I need to find the value of 'x' in this quadratic equation
From the subject headings you know that this is going to have to be converted into a quadratic equation of the form
ax2 + bx + c = 0
So, using the equation you provided, distribute x on the right side
x*(x+3) = x2 + 3x
and then collect all of your terms on one side of the equation
x - x + 8 - 8 = x2 + 3x - x -8
0 = x2 + 2x - 8
The sign by the "c" term is negative and that indicates that when you factor this the two signs will be different from each other since only a positive and a negative number can multiply to give another negative.
So you''re looking at
(x + _ )(x - _ )
So, you want to look for factors of -8 that add together to equal the "b" term of 2.
Your choices are [-1,8] [1,-8] [2,-4] [-2,4]

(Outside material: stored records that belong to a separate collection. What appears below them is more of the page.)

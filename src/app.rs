use eframe::egui;

use crate::state::AppState;
use crate::ui::{panels, plot, summary};

// ---------------------------------------------------------------------------
// eframe App implementation
// ---------------------------------------------------------------------------

pub struct GapExplorerApp {
    pub state: AppState,
}

impl GapExplorerApp {
    pub fn new(state: AppState) -> Self {
        Self { state }
    }
}

impl eframe::App for GapExplorerApp {
    fn update(&mut self, ctx: &egui::Context, _frame: &mut eframe::Frame) {
        // ---- Top panel: title and status ----
        egui::TopBottomPanel::top("top_bar").show(ctx, |ui| {
            panels::top_bar(ui, &self.state);
        });

        if let Some(msg) = &self.state.fatal_message {
            egui::CentralPanel::default().show(ctx, |ui| {
                panels::fatal_message(ui, msg, self.state.session.sources());
            });
            return;
        }

        // ---- Left side panel: metric and countries ----
        egui::SidePanel::left("selection_panel")
            .default_width(240.0)
            .resizable(true)
            .show(ctx, |ui| {
                panels::side_panel(ui, &mut self.state);
            });

        // ---- Bottom panel: gap summary, data, advice ----
        egui::TopBottomPanel::bottom("summary_panel")
            .default_height(260.0)
            .resizable(true)
            .show(ctx, |ui| {
                summary::summary_panel(ui, &self.state);
            });

        // ---- Central panel: indicator chart ----
        egui::CentralPanel::default().show(ctx, |ui| {
            plot::indicator_plot(ui, &self.state);
        });
    }
}
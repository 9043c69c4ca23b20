//! Data layer: indicator tables, loading, resolution and filtering.
//!
//! Architecture:
//! ```text
//!  ourworldindata_sdg9 / sdr_scores / worldbank_sdg9  (.csv / .json / .parquet)
//!        │
//!        ▼
//!   ┌──────────┐
//!   │  loader   │  parse files → IndicatorTable × 3, priority order
//!   └──────────┘
//!        │
//!        ▼
//!   ┌──────────┐
//!   │  schema   │  metric key → serving SourceId
//!   └──────────┘
//!        │
//!        ▼
//!   ┌──────────┐
//!   │ resolver  │  first table carrying the metric column
//!   └──────────┘
//!        │
//!        ▼
//!   ┌──────────┐
//!   │  filter   │  selected countries → filtered view
//!   └──────────┘
//! ```

pub mod filter;
pub mod loader;
pub mod model;
pub mod resolver;
pub mod schema;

Since -2 + 4 = 2 the last choice is the only one that makes sense, and your answer in factored form is then
(x + 4)(x - 2) = 0
But you're not done, in order for that equation to be correct then the values of x needed to equal to 0 are
x + 4 = 0 ===> x = -4
x -2 = 0 ===> x = 2
are your answers since they both satisfy the original equation. Plug them back into to check:
-4 + 8 = -4*(-4 + 3)
4 = -4*-1
4 = 4
and
2 + 8 = 2*(2 + 3)
10 = 2*5
10 = 10